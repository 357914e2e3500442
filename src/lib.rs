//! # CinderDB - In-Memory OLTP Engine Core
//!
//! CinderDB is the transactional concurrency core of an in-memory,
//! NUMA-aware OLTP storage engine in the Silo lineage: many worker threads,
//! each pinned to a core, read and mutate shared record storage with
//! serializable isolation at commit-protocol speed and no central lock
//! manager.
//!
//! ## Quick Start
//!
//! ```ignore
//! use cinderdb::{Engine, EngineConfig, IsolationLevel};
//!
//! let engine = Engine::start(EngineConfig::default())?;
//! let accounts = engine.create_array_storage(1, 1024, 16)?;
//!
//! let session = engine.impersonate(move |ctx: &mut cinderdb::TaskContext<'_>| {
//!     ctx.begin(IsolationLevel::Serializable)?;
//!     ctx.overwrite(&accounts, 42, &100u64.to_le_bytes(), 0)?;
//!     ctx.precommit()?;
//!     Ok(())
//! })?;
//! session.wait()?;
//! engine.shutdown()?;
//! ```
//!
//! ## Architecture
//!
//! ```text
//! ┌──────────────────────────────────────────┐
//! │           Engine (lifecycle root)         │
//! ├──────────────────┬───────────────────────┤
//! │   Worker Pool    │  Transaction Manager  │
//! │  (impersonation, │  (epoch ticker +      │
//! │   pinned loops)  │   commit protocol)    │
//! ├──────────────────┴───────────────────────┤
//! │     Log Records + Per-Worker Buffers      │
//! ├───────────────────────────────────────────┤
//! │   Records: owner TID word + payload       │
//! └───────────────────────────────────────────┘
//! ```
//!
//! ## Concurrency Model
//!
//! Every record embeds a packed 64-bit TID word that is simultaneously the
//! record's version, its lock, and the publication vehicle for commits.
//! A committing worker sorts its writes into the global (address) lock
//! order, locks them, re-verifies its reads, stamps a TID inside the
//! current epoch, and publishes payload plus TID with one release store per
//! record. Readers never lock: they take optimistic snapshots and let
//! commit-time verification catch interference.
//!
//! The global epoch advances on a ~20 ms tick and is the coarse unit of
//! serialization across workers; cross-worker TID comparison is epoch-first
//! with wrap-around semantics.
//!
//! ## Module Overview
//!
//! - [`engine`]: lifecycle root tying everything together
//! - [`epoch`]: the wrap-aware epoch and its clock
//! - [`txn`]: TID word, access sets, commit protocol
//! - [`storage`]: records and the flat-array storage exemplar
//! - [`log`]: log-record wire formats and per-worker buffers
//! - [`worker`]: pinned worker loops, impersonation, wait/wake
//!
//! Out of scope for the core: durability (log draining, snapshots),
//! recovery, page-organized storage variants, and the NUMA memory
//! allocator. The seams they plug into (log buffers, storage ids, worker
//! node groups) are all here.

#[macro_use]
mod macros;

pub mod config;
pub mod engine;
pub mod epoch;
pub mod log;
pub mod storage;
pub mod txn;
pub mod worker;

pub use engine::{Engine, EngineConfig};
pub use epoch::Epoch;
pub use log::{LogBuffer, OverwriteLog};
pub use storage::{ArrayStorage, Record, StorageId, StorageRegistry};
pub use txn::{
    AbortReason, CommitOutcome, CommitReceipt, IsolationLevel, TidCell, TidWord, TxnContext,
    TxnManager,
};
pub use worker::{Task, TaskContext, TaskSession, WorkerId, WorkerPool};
***
Each line from the first line of the entries up to and including the line containing "no central lock" should be transcribed exactly, with all other lines left out.

= Task output =
repository 357914e2e3500442
filename src/lib.rs
//! # CinderDB - In-Memory OLTP Engine Core
//!
//! CinderDB is the transactional concurrency core of an in-memory,
//! NUMA-aware OLTP storage engine in the Silo lineage: many worker threads,
//! each pinned to a core, read and mutate shared record storage with
//! serializable isolation at commit-protocol speed and no central lock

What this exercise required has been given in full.